For the first home game at Gillette, only 10,846 tickets were sold; by the last, that number had dropped to 6,385. Contrast that with average home attendance at McGuirk over the seasons from 2007 to 2011: 13,937.
To make matters worse, the team flopped in the higher division, winning only one game in 2012 and losing 11. Also, lower-than-expected ticket sales created a deficit in the football budget that had to be covered by a mid-fiscal-year injection of $715,000 from the university.
By the end of the season, the Faculty Senate at UMass was officially pissed off at the school’s costly stab at gridiron glory. You’d have thought they were on steroids, the professors were so angry.
An “Ad Hoc Committee on FBS” of the Faculty Senate issued a report claiming the actual cost to taxpayers of the football program in 2012 was not $7.1 million, as indicated in the athletic department budget, but $8.2 million.
In early December, the Faculty Senate entertained a motion calling upon the administration “to immediately consider reversing the decision to play FBS football” and directing its Rules Committee and ad hoc committee “to work with the Chancellor and President to develop a plan for withdrawal from FBS football to be presented to the full Faculty Senate at its first spring semester meeting...”
The motion was debated at length but the meeting ended with no conclusive action on it. Such is the nature of disputes in academia.
Among those attending the meeting, and who were quoted by The Republican newspaper of Springfield, was the president of the Student Government Association, who said, predictably, “It’s not always about money.
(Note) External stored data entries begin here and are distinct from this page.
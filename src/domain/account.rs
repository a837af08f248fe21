use chrono::{DateTime, Utc};
use serde::{Deserialize, Serialize};
use thiserror::Error;

use super::{Cents, Movement, Statement};

pub type AccountNumber = u32;

/// Branch every account is opened under.
pub const DEFAULT_BRANCH_CODE: &str = "0001";

/// Maximum number of deposits plus withdrawals an account accepts.
pub const DEFAULT_TRANSACTION_LIMIT: usize = 10;

/// Largest single withdrawal, in cents (R$ 500.00).
pub const DEFAULT_MAX_WITHDRAWAL: Cents = 50_000;

/// Limits applied to every movement on an account.
#[derive(Debug, Clone, Copy, PartialEq, Eq, Serialize, Deserialize)]
pub struct AccountLimits {
    /// Counted over the account's whole lifetime, not per calendar day.
    pub transaction_limit: usize,
    pub max_withdrawal_cents: Cents,
}

impl Default for AccountLimits {
    fn default() -> Self {
        Self {
            transaction_limit: DEFAULT_TRANSACTION_LIMIT,
            max_withdrawal_cents: DEFAULT_MAX_WITHDRAWAL,
        }
    }
}

#[derive(Error, Debug, Clone, PartialEq, Eq)]
pub enum TransactionError {
    #[error("transaction limit of {limit} reached")]
    TransactionLimitExceeded { limit: usize },

    #[error("insufficient funds: balance {balance}, required {required}")]
    InsufficientFunds { balance: Cents, required: Cents },

    #[error("withdrawal of {requested} exceeds the maximum of {max}")]
    WithdrawalCapExceeded { requested: Cents, max: Cents },

    #[error("amount {amount} would overflow the balance")]
    Overflow { amount: Cents },
}

/// A bank account and its ledger: balance plus the ordered history of
/// deposits and withdrawals.
#[derive(Debug, Clone, Serialize)]
pub struct Account {
    branch_code: String,
    number: AccountNumber,
    /// National id of the owning user
    owner: String,
    balance_cents: Cents,
    deposits: Vec<Movement>,
    withdrawals: Vec<Movement>,
    limits: AccountLimits,
    opened_at: DateTime<Utc>,
}

impl Account {
    pub fn new(
        branch_code: impl Into<String>,
        number: AccountNumber,
        owner: impl Into<String>,
        limits: AccountLimits,
    ) -> Self {
        Self {
            branch_code: branch_code.into(),
            number,
            owner: owner.into(),
            balance_cents: 0,
            deposits: Vec::new(),
            withdrawals: Vec::new(),
            limits,
            opened_at: Utc::now(),
        }
    }

    pub fn branch_code(&self) -> &str {
        &self.branch_code
    }

    pub fn number(&self) -> AccountNumber {
        self.number
    }

    pub fn owner(&self) -> &str {
        &self.owner
    }

    pub fn balance(&self) -> Cents {
        self.balance_cents
    }

    pub fn deposits(&self) -> &[Movement] {
        &self.deposits
    }

    pub fn withdrawals(&self) -> &[Movement] {
        &self.withdrawals
    }

    pub fn limits(&self) -> AccountLimits {
        self.limits
    }

    pub fn opened_at(&self) -> DateTime<Utc> {
        self.opened_at
    }

    pub fn transaction_count(&self) -> usize {
        self.deposits.len() + self.withdrawals.len()
    }

    pub fn remaining_transactions(&self) -> usize {
        self.limits
            .transaction_limit
            .saturating_sub(self.transaction_count())
    }

    fn check_transaction_limit(&self) -> Result<(), TransactionError> {
        if self.transaction_count() >= self.limits.transaction_limit {
            return Err(TransactionError::TransactionLimitExceeded {
                limit: self.limits.transaction_limit,
            });
        }
        Ok(())
    }

    /// Credit `amount_cents` to the balance and record a deposit.
    /// The amount is taken as given; only the transaction limit is enforced.
    pub fn deposit(
        &mut self,
        amount_cents: Cents,
        at: DateTime<Utc>,
    ) -> Result<&Movement, TransactionError> {
        self.check_transaction_limit()?;
        let balance = self
            .balance_cents
            .checked_add(amount_cents)
            .ok_or(TransactionError::Overflow {
                amount: amount_cents,
            })?;

        self.balance_cents = balance;
        self.deposits.push(Movement::deposit(amount_cents, at));
        Ok(&self.deposits[self.deposits.len() - 1])
    }

    /// Debit `amount_cents` from the balance and record a withdrawal.
    /// Fails without touching state when the balance is too low, the
    /// transaction limit is reached or the amount exceeds the withdrawal cap.
    pub fn withdraw(
        &mut self,
        amount_cents: Cents,
        at: DateTime<Utc>,
    ) -> Result<&Movement, TransactionError> {
        if self.balance_cents < amount_cents {
            return Err(TransactionError::InsufficientFunds {
                balance: self.balance_cents,
                required: amount_cents,
            });
        }
        self.check_transaction_limit()?;
        if amount_cents > self.limits.max_withdrawal_cents {
            return Err(TransactionError::WithdrawalCapExceeded {
                requested: amount_cents,
                max: self.limits.max_withdrawal_cents,
            });
        }
        let balance = self
            .balance_cents
            .checked_sub(amount_cents)
            .ok_or(TransactionError::Overflow {
                amount: amount_cents,
            })?;

        self.balance_cents = balance;
        self.withdrawals.push(Movement::withdrawal(amount_cents, at));
        Ok(&self.withdrawals[self.withdrawals.len() - 1])
    }

    pub fn statement(&self) -> Statement<'_> {
        Statement::new(&self.deposits, &self.withdrawals, self.balance_cents)
    }
}

#[cfg(test)]
mod tests {
    use super::*;
    use crate::domain::MovementKind;

    fn account() -> Account {
        Account::new(DEFAULT_BRANCH_CODE, 1, "12345678900", AccountLimits::default())
    }

    #[test]
    fn test_new_account_is_empty() {
        let account = account();
        assert_eq!(account.branch_code(), "0001");
        assert_eq!(account.balance(), 0);
        assert_eq!(account.transaction_count(), 0);
        assert_eq!(account.remaining_transactions(), 10);
        assert_eq!(account.limits(), AccountLimits::default());
        assert!(account.opened_at() <= Utc::now());
    }

    #[test]
    fn test_deposit_increases_balance() {
        let mut account = account();
        let movement = account.deposit(10000, Utc::now()).unwrap();
        assert_eq!(movement.kind, MovementKind::Deposit);
        assert_eq!(movement.amount_cents, 10000);

        account.deposit(5000, Utc::now()).unwrap();
        assert_eq!(account.balance(), 15000);
        assert_eq!(account.deposits().len(), 2);
    }

    #[test]
    fn test_withdraw_decreases_balance() {
        let mut account = account();
        account.deposit(10000, Utc::now()).unwrap();
        account.withdraw(3000, Utc::now()).unwrap();

        assert_eq!(account.balance(), 7000);
        assert_eq!(account.withdrawals().len(), 1);
        assert_eq!(account.withdrawals()[0].kind, MovementKind::Withdrawal);
    }

    #[test]
    fn test_withdraw_insufficient_funds() {
        let mut account = account();
        let result = account.withdraw(1000, Utc::now());

        assert_eq!(
            result.unwrap_err(),
            TransactionError::InsufficientFunds {
                balance: 0,
                required: 1000
            }
        );
        assert_eq!(account.balance(), 0);
        assert!(account.withdrawals().is_empty());
    }

    #[test]
    fn test_withdraw_entire_balance() {
        let mut account = account();
        account.deposit(30000, Utc::now()).unwrap();

        assert_eq!(
            account.withdraw(30001, Utc::now()).unwrap_err(),
            TransactionError::InsufficientFunds {
                balance: 30000,
                required: 30001
            }
        );
        assert_eq!(account.balance(), 30000);

        assert!(account.withdraw(30000, Utc::now()).is_ok());
        assert_eq!(account.balance(), 0);
        assert_eq!(account.withdrawals().len(), 1);
    }

    #[test]
    fn test_withdraw_over_cap() {
        let mut account = account();
        account.deposit(100000, Utc::now()).unwrap();

        let result = account.withdraw(60000, Utc::now());
        assert!(matches!(
            result,
            Err(TransactionError::WithdrawalCapExceeded {
                requested: 60000,
                max: 50000
            })
        ));
        assert_eq!(account.balance(), 100000);

        // Exactly the cap is allowed
        assert!(account.withdraw(50000, Utc::now()).is_ok());
    }

    #[test]
    fn test_transaction_limit_is_shared() {
        let mut account = account();
        for _ in 0..5 {
            account.deposit(10000, Utc::now()).unwrap();
        }
        for _ in 0..5 {
            account.withdraw(100, Utc::now()).unwrap();
        }
        assert_eq!(account.remaining_transactions(), 0);

        let balance = account.balance();
        assert!(matches!(
            account.deposit(100, Utc::now()),
            Err(TransactionError::TransactionLimitExceeded { limit: 10 })
        ));
        assert!(matches!(
            account.withdraw(100, Utc::now()),
            Err(TransactionError::TransactionLimitExceeded { limit: 10 })
        ));
        assert_eq!(account.balance(), balance);
        assert_eq!(account.transaction_count(), 10);
    }

    #[test]
    fn test_custom_limits() {
        let limits = AccountLimits {
            transaction_limit: 1,
            max_withdrawal_cents: 100,
        };
        let mut account = Account::new("0002", 7, "1", limits);
        account.deposit(500, Utc::now()).unwrap();
        assert!(account.deposit(500, Utc::now()).is_err());
        assert_eq!(account.balance(), 500);
    }

    #[test]
    fn test_unvalidated_amounts_are_accepted() {
        let mut account = account();
        assert!(account.deposit(0, Utc::now()).is_ok());
        assert!(account.withdraw(-500, Utc::now()).is_ok());
        assert_eq!(account.balance(), 500);
    }

    #[test]
    fn test_deposit_overflow_is_rejected() {
        let mut account = account();
        account.deposit(i64::MAX, Utc::now()).unwrap();

        let result = account.deposit(1, Utc::now());
        assert_eq!(result.unwrap_err(), TransactionError::Overflow { amount: 1 });
        assert_eq!(account.balance(), i64::MAX);
        assert_eq!(account.deposits().len(), 1);
    }
}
You can’t put a price on school spirit.”
Indeed. Nor can you put a price on health or life itself.
No player I ever watched had more spirit, more love for the game, than Junior Seau, NFL linebacker extraordinaire and Bill Belichick favorite. Last year, the seemingly laid back Seau took his own life at the age of 43. Post-mortem tests of his brain uncovered chronic traumatic encephalopathy (CTE), a degenerative disease linked to repeated blows to the head. (Before we knew it as CTE, we called this condition “punch drunk.”) CTE sufferers are prone to depression.
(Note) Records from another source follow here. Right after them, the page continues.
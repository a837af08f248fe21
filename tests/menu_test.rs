use std::io::Cursor;

use anyhow::Result;
use banca::BankConfig;
use banca::application::BankService;
use banca::cli::{Menu, WITHDRAWAL_DENIED};

const SETUP: &str = "4\nAna Souza\n05/03/1990\n111\nRua das Flores, 10 - Centro - Recife/PE\n\
5\n111\n6\n1\n";

fn run_session(service: BankService, script: &str) -> Result<(BankService, String)> {
    let mut menu = Menu::new(service, Cursor::new(script.to_string()), Vec::new());
    menu.run()?;
    let (service, output) = menu.into_parts();
    Ok((service, String::from_utf8(output)?))
}

#[test]
fn test_full_session() -> Result<()> {
    let script = format!("{SETUP}1\n100\n1\n50,00\n2\n30\n3\n9\n");
    let (service, output) = run_session(BankService::default(), &script)?;

    assert!(output.contains("User created."));
    assert!(output.contains("Account created! Account number: 1"));
    assert!(output.contains("Account 1 selected."));
    assert_eq!(output.matches("Deposit completed.").count(), 2);
    assert!(output.contains("Withdrawal completed."));
    assert!(output.contains("Statement:"));
    assert!(output.contains("Deposit: R$ 100.00 at "));
    assert!(output.contains("Deposit: R$ 50.00 at "));
    assert!(output.contains("Withdrawal: R$ 30.00 at "));
    assert!(output.contains("Current balance: R$ 120.00"));

    let deposit_pos = output.find("Deposit: R$ 50.00").unwrap();
    let withdrawal_pos = output.find("Withdrawal: R$ 30.00").unwrap();
    assert!(deposit_pos < withdrawal_pos);

    assert_eq!(service.current_account()?.balance(), 12000);
    Ok(())
}

#[test]
fn test_empty_statement() -> Result<()> {
    let script = format!("{SETUP}3\n");
    let (_, output) = run_session(BankService::default(), &script)?;

    assert!(output.contains("No movements recorded."));
    assert!(!output.contains("Current balance"));
    Ok(())
}

#[test]
fn test_withdrawal_failures_share_one_message() -> Result<()> {
    // Insufficient funds, then over the cap
    let script = format!("{SETUP}2\n10\n1\n1000\n2\n600\n");
    let (service, output) = run_session(BankService::default(), &script)?;

    assert_eq!(output.matches(WITHDRAWAL_DENIED).count(), 2);
    assert_eq!(service.current_account()?.balance(), 100000);
    Ok(())
}

#[test]
fn test_deposit_limit_message() -> Result<()> {
    let config = BankConfig::default().with_transaction_limit(1);
    let script = format!("{SETUP}1\n10\n1\n10\n2\n5\n");
    let (service, output) = run_session(BankService::new(config), &script)?;

    assert!(output.contains("Transaction limit reached!"));
    assert!(output.contains(WITHDRAWAL_DENIED));
    assert_eq!(service.current_account()?.balance(), 1000);
    Ok(())
}

#[test]
fn test_duplicate_user_and_unknown_owner() -> Result<()> {
    let script = format!("{SETUP}4\nOther\n01/01/2000\n111\nRua B\n5\n999\n");
    let (service, output) = run_session(BankService::default(), &script)?;

    assert!(output.contains("Error: national id already registered."));
    assert!(output.contains("Error: user not found."));
    assert_eq!(service.list_users().len(), 1);
    assert_eq!(service.list_accounts().len(), 1);
    Ok(())
}

#[test]
fn test_list_accounts_marks_current() -> Result<()> {
    let script = format!("{SETUP}5\n111\n7\n");
    let (_, output) = run_session(BankService::default(), &script)?;

    assert!(output.contains("Account created! Account number: 2"));
    let rows: Vec<&str> = output
        .lines()
        .filter(|l| l.contains("0001"))
        .collect();
    assert_eq!(rows.len(), 2);
    assert!(rows[0].starts_with('*'));
    assert!(rows[1].starts_with(' '));
    assert!(rows[0].contains("R$ 0.00"));
    Ok(())
}
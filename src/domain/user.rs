use chrono::{DateTime, NaiveDate, Utc};
use serde::{Deserialize, Serialize};

/// Birth dates are entered and shown as day/month/year.
pub const BIRTH_DATE_FORMAT: &str = "%d/%m/%Y";

/// A registered bank customer. Users are immutable once registered and are
/// identified by their national id.
#[derive(Debug, Clone, PartialEq, Eq, Serialize, Deserialize)]
pub struct User {
    pub name: String,
    pub birth_date: NaiveDate,
    /// Unique across all users (CPF)
    pub national_id: String,
    pub address: String,
    pub created_at: DateTime<Utc>,
}

impl User {
    pub fn new(
        name: impl Into<String>,
        birth_date: NaiveDate,
        national_id: impl Into<String>,
        address: impl Into<String>,
    ) -> Self {
        Self {
            name: name.into(),
            birth_date,
            national_id: national_id.into(),
            address: address.into(),
            created_at: Utc::now(),
        }
    }
}

/// Parse a `dd/mm/yyyy` birth date.
pub fn parse_birth_date(input: &str) -> Result<NaiveDate, chrono::ParseError> {
    NaiveDate::parse_from_str(input.trim(), BIRTH_DATE_FORMAT)
}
On Wednesday, members of Seau’s family filed a lawsuit against the NFL and a manufacturer of football helmets, asserting they concealed information on the link between head hits and long-term brain damage.
According to the New York Times, the Seau family “said the league not only ‘propagated the false myth that collisions of all kinds, including brutal and ferocious collisions, many of which lead to short-term and long-term neurological damage to players, are an acceptable, desired and natural consequence of the game,’ but also that ‘the NFL failed to disseminate to then-current and former NFL players health information it possessed’ about the risks associated with brain trauma.”
This will not be the last lawsuit like this. Eventually, one will be successful, and from that date, we will count steps to the demise of the NFL as we have known and loved it -- and of the college teams that have witlessly served as nurseries to the NFL beast, in many cases with public subsidies.
The harder UMass tries to play with the big boys of college football, the bigger the target it becomes in a nationwide pool of potential defendants in CTE-related lawsuits. Big-time state university plus big-time football equals poor public policy.
CORRECTION: In a recent post on the selection of an interim Suffolk County sheriff, I stated inaccurately that the appointee would automatically serve the four years remaining on the previous sheriff’s term; in other words, until 2016. (“With Plums as Juicy as Sheriff to Bestow, It’s Good to Be the Governor,” 12/31/13.) In fact, the interim sheriff, if he wants to keep the job for the four unexpired years, must run and prevail in the 2014 elections. I apologize for this sloppy error and for any confusion it caused.